───── Provided material ─────

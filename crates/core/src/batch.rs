//! Batch driver.
//!
//! Reads the input list, pulls each document from a [`DocumentSource`],
//! analyzes it and collects the outcome into a [`Report`]. Documents are
//! processed one at a time in input order. A failing document is logged and
//! recorded as a [`DocumentFailure`]; it never stops the batch.

use std::collections::HashMap;
use std::fs;
use std::future::Future;
use std::io::Read;
use std::path::{Component, Path, PathBuf};

#[cfg(feature = "fetch")]
use reqwest::Client;

use crate::analyzer::Analyzer;
#[cfg(feature = "fetch")]
use crate::extract::{ExtractConfig, extract_article_from_html};
#[cfg(feature = "fetch")]
use crate::fetch::{FetchConfig, build_client, fetch_url_with_client};
use crate::report::{DocumentFailure, FailureStage, MetricRecord, Report};
use crate::{LexmetricError, Result};

/// Identifier and locator of one input document.
#[derive(Debug, Clone, PartialEq, Eq)]
pub struct DocumentRef {
    pub url_id: String,
    pub url: String,
}

impl DocumentRef {
    pub fn new(url_id: impl Into<String>, url: impl Into<String>) -> Self {
        Self { url_id: url_id.into(), url: url.into() }
    }
}

/// Supplies the article text for a document.
pub trait DocumentSource {
    /// Returns the extracted article text, or the reason it is unavailable.
    fn fetch(&self, doc: &DocumentRef) -> impl Future<Output = Result<String>>;
}

/// Fetches pages over HTTP and extracts their article text.
#[cfg(feature = "fetch")]
#[derive(Debug, Clone)]
pub struct HttpSource {
    client: Client,
    fetch_config: FetchConfig,
    extract_config: ExtractConfig,
}

#[cfg(feature = "fetch")]
impl HttpSource {
    /// Builds one HTTP client shared by every request in the batch.
    pub fn new(fetch_config: FetchConfig, extract_config: ExtractConfig) -> Result<Self> {
        let client = build_client(&fetch_config)?;
        Ok(Self { client, fetch_config, extract_config })
    }
}

#[cfg(feature = "fetch")]
impl DocumentSource for HttpSource {
    async fn fetch(&self, doc: &DocumentRef) -> Result<String> {
        let html = fetch_url_with_client(&self.client, &doc.url, &self.fetch_config).await?;
        let article = extract_article_from_html(&html, &self.extract_config)?;
        Ok(article.text())
    }
}

/// Reads pre-extracted text from `<url_id>.txt` files in a directory.
#[derive(Debug, Clone)]
pub struct TextDirSource {
    dir: PathBuf,
}

impl TextDirSource {
    pub fn new(dir: impl Into<PathBuf>) -> Self {
        Self { dir: dir.into() }
    }

    /// Path of the text file for `doc`.
    ///
    /// # Errors
    ///
    /// Returns [`LexmetricError::InputError`] if `url_id` is not a plain file name.
    pub fn path_for(&self, doc: &DocumentRef) -> Result<PathBuf> {
        Ok(self.dir.join(text_file_name(&doc.url_id)?))
    }
}

impl DocumentSource for TextDirSource {
    async fn fetch(&self, doc: &DocumentRef) -> Result<String> {
        let path = self.path_for(doc)?;
        if !path.exists() {
            return Err(LexmetricError::FileNotFound(path));
        }
        Ok(fs::read_to_string(&path)?)
    }
}

/// Serves documents from memory, keyed by `url_id`.
#[derive(Debug, Clone, Default)]
pub struct MemorySource {
    documents: HashMap<String, String>,
}

impl MemorySource {
    pub fn new() -> Self {
        Self::default()
    }

    pub fn insert(&mut self, url_id: impl Into<String>, text: impl Into<String>) {
        self.documents.insert(url_id.into(), text.into());
    }

    pub fn with_document(mut self, url_id: impl Into<String>, text: impl Into<String>) -> Self {
        self.insert(url_id, text);
        self
    }
}

impl DocumentSource for MemorySource {
    async fn fetch(&self, doc: &DocumentRef) -> Result<String> {
        self.documents
            .get(&doc.url_id)
            .cloned()
            .ok_or_else(|| LexmetricError::NoArticle(format!("no document stored for {}", doc.url_id)))
    }
}

/// `<url_id>.txt`, provided the id is a single normal path component.
fn text_file_name(url_id: &str) -> Result<String> {
    let mut components = Path::new(url_id).components();
    match (components.next(), components.next()) {
        (Some(Component::Normal(name)), None) if name.to_str() == Some(url_id) => Ok(format!("{}.txt", url_id)),
        _ => Err(LexmetricError::InputError(format!("URL_ID '{}' is not a plain file name", url_id))),
    }
}

/// Reads the input list from CSV with `URL_ID` and `URL` columns.
///
/// Header names are matched case-insensitively; other columns are ignored.
pub fn read_input_list<R: Read>(reader: R) -> Result<Vec<DocumentRef>> {
    let mut csv_reader = csv::ReaderBuilder::new().trim(csv::Trim::All).from_reader(reader);
    let headers = csv_reader.headers()?.clone();

    let column = |name: &str| {
        headers
            .iter()
            .position(|h| h.trim_start_matches('\u{feff}').eq_ignore_ascii_case(name))
            .ok_or_else(|| LexmetricError::InputError(format!("input list has no {} column", name)))
    };
    let id_col = column("URL_ID")?;
    let url_col = column("URL")?;

    let mut docs = Vec::new();
    for row in csv_reader.records() {
        let row = row?;
        let url_id = row.get(id_col).unwrap_or_default();
        let url = row.get(url_col).unwrap_or_default();
        if url_id.is_empty() && url.is_empty() {
            continue;
        }
        docs.push(DocumentRef::new(url_id, url));
    }

    Ok(docs)
}

/// Reads the input list from a CSV file.
pub fn read_input_file(path: &Path) -> Result<Vec<DocumentRef>> {
    if !path.exists() {
        return Err(LexmetricError::FileNotFound(path.to_path_buf()));
    }
    read_input_list(fs::File::open(path)?)
}

/// Runs an [`Analyzer`] over a list of documents.
#[derive(Debug, Clone)]
pub struct BatchRunner {
    analyzer: Analyzer,
    archive_dir: Option<PathBuf>,
}

impl BatchRunner {
    pub fn new(analyzer: Analyzer) -> Self {
        Self { analyzer, archive_dir: None }
    }

    /// Saves each fetched text as `<url_id>.txt` under `dir`.
    pub fn with_archive_dir(mut self, dir: impl Into<PathBuf>) -> Self {
        self.archive_dir = Some(dir.into());
        self
    }

    pub fn analyzer(&self) -> &Analyzer {
        &self.analyzer
    }

    /// Processes every document in order.
    ///
    /// # Errors
    ///
    /// Only fails if the archive directory cannot be created. Per-document
    /// problems end up in [`Report::failures`].
    pub async fn run<S: DocumentSource>(&self, source: &S, docs: &[DocumentRef]) -> Result<Report> {
        if let Some(dir) = &self.archive_dir {
            fs::create_dir_all(dir)?;
        }

        let mut report = Report::new();
        for doc in docs {
            tracing::debug!(url_id = %doc.url_id, url = %doc.url, "processing document");

            let text = match source.fetch(doc).await {
                Ok(text) => text,
                Err(e) => {
                    tracing::warn!(url_id = %doc.url_id, error = %e, "skipping document: fetch failed");
                    report.push_failure(failure(doc, FailureStage::Fetch, e.to_string()));
                    continue;
                }
            };

            if let Some(dir) = &self.archive_dir {
                match text_file_name(&doc.url_id) {
                    Ok(name) => {
                        let path = dir.join(name);
                        if let Err(e) = fs::write(&path, &text) {
                            tracing::warn!(path = %path.display(), error = %e, "could not archive article text");
                        }
                    }
                    Err(e) => tracing::warn!(url_id = %doc.url_id, error = %e, "not archiving article text"),
                }
            }

            match self.analyzer.analyze(&text) {
                Ok(metrics) => report.push_record(MetricRecord::new(&doc.url_id, &doc.url, metrics)),
                Err(e) => {
                    tracing::warn!(url_id = %doc.url_id, error = %e, "skipping document: analysis failed");
                    report.push_failure(failure(doc, FailureStage::Analysis, e.to_string()));
                }
            }
        }

        let summary = report.summary();
        tracing::info!(processed = summary.processed, skipped = summary.skipped, "batch finished");
        Ok(report)
    }
}

fn failure(doc: &DocumentRef, stage: FailureStage, reason: String) -> DocumentFailure {
    DocumentFailure { url_id: doc.url_id.clone(), url: doc.url.clone(), stage, reason }
}

/// Convenience wrapper around [`BatchRunner::run`] without archiving.
pub async fn run_batch<S: DocumentSource>(analyzer: &Analyzer, source: &S, docs: &[DocumentRef]) -> Result<Report> {
    BatchRunner::new(analyzer.clone()).run(source, docs).await
}
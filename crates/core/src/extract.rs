//! Article text extraction.
//!
//! Pages are parsed after script, style and comment removal. The title comes
//! from the first `<h1>` in the page and the body from the first element that
//! matches one of [`ExtractConfig::content_selectors`], tried in order.
//! Boilerplate inside the body is skipped and the remaining text nodes are
//! stripped and concatenated without a separator.

use crate::parse::Document;
use crate::preprocess::PreprocessConfig;
use crate::{LexmetricError, Result};

/// Configuration for article extraction
#[derive(Debug, Clone)]
pub struct ExtractConfig {
    /// Selectors tried in order for the article body
    pub content_selectors: Vec<String>,
    /// Tags whose subtrees are dropped from the body
    pub strip_tags: Vec<String>,
    /// Selector for the article title
    pub title_selector: String,
    /// Markup removed before parsing
    pub preprocess: PreprocessConfig,
}

impl Default for ExtractConfig {
    fn default() -> Self {
        Self {
            content_selectors: vec!["article".to_string(), "div.post-content".to_string()],
            strip_tags: ["script", "style", "nav", "header", "footer"].map(String::from).to_vec(),
            title_selector: "h1".to_string(),
            preprocess: PreprocessConfig::default(),
        }
    }
}

/// Title and body text of an extracted article
#[derive(Debug, Clone, PartialEq, Eq)]
pub struct ExtractedArticle {
    pub title: Option<String>,
    pub body: String,
}

impl ExtractedArticle {
    /// The document text handed to analysis: title, a blank line, then the body.
    ///
    /// A missing title contributes an empty line.
    pub fn text(&self) -> String {
        format!("{}\n\n{}", self.title.as_deref().unwrap_or_default(), self.body)
    }
}

/// Extract the article from an already parsed document.
///
/// # Errors
///
/// Returns [`LexmetricError::NoArticle`] when no content selector matches, and
/// [`LexmetricError::HtmlParseError`] when a configured selector is invalid.
pub fn extract_article(doc: &Document, config: &ExtractConfig) -> Result<ExtractedArticle> {
    let title = doc
        .select_first(&config.title_selector)?
        .map(|el| el.text().trim().to_string());

    let mut body_element = None;
    for selector in &config.content_selectors {
        if let Some(el) = doc.select_first(selector)? {
            tracing::debug!(selector = %selector, "matched article body");
            body_element = Some(el);
            break;
        }
    }

    let Some(body_element) = body_element else {
        return Err(LexmetricError::NoArticle(format!(
            "none of [{}] matched",
            config.content_selectors.join(", ")
        )));
    };

    let skip: Vec<&str> = config.strip_tags.iter().map(String::as_str).collect();
    let body = body_element.stripped_text(&skip);

    Ok(ExtractedArticle { title, body })
}

/// Preprocess and parse `html`, then extract the article.
///
/// # Example
///
/// ```rust
/// use lexmetric_core::{ExtractConfig, extract_article_from_html};
///
/// let html = "<html><body><h1>Title</h1><article><p>First.</p><p>Second.</p></article></body></html>";
/// let article = extract_article_from_html(html, &ExtractConfig::default()).unwrap();
/// assert_eq!(article.text(), "Title\n\nFirst.Second.");
/// ```
pub fn extract_article_from_html(html: &str, config: &ExtractConfig) -> Result<ExtractedArticle> {
    let doc = Document::parse_with_preprocessing(html, &config.preprocess)?;
    extract_article(&doc, config)
}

─────

• [Your objective]: In the data above, how many lines contain the string "every"? Answer with the number only.

• [Task result]: 2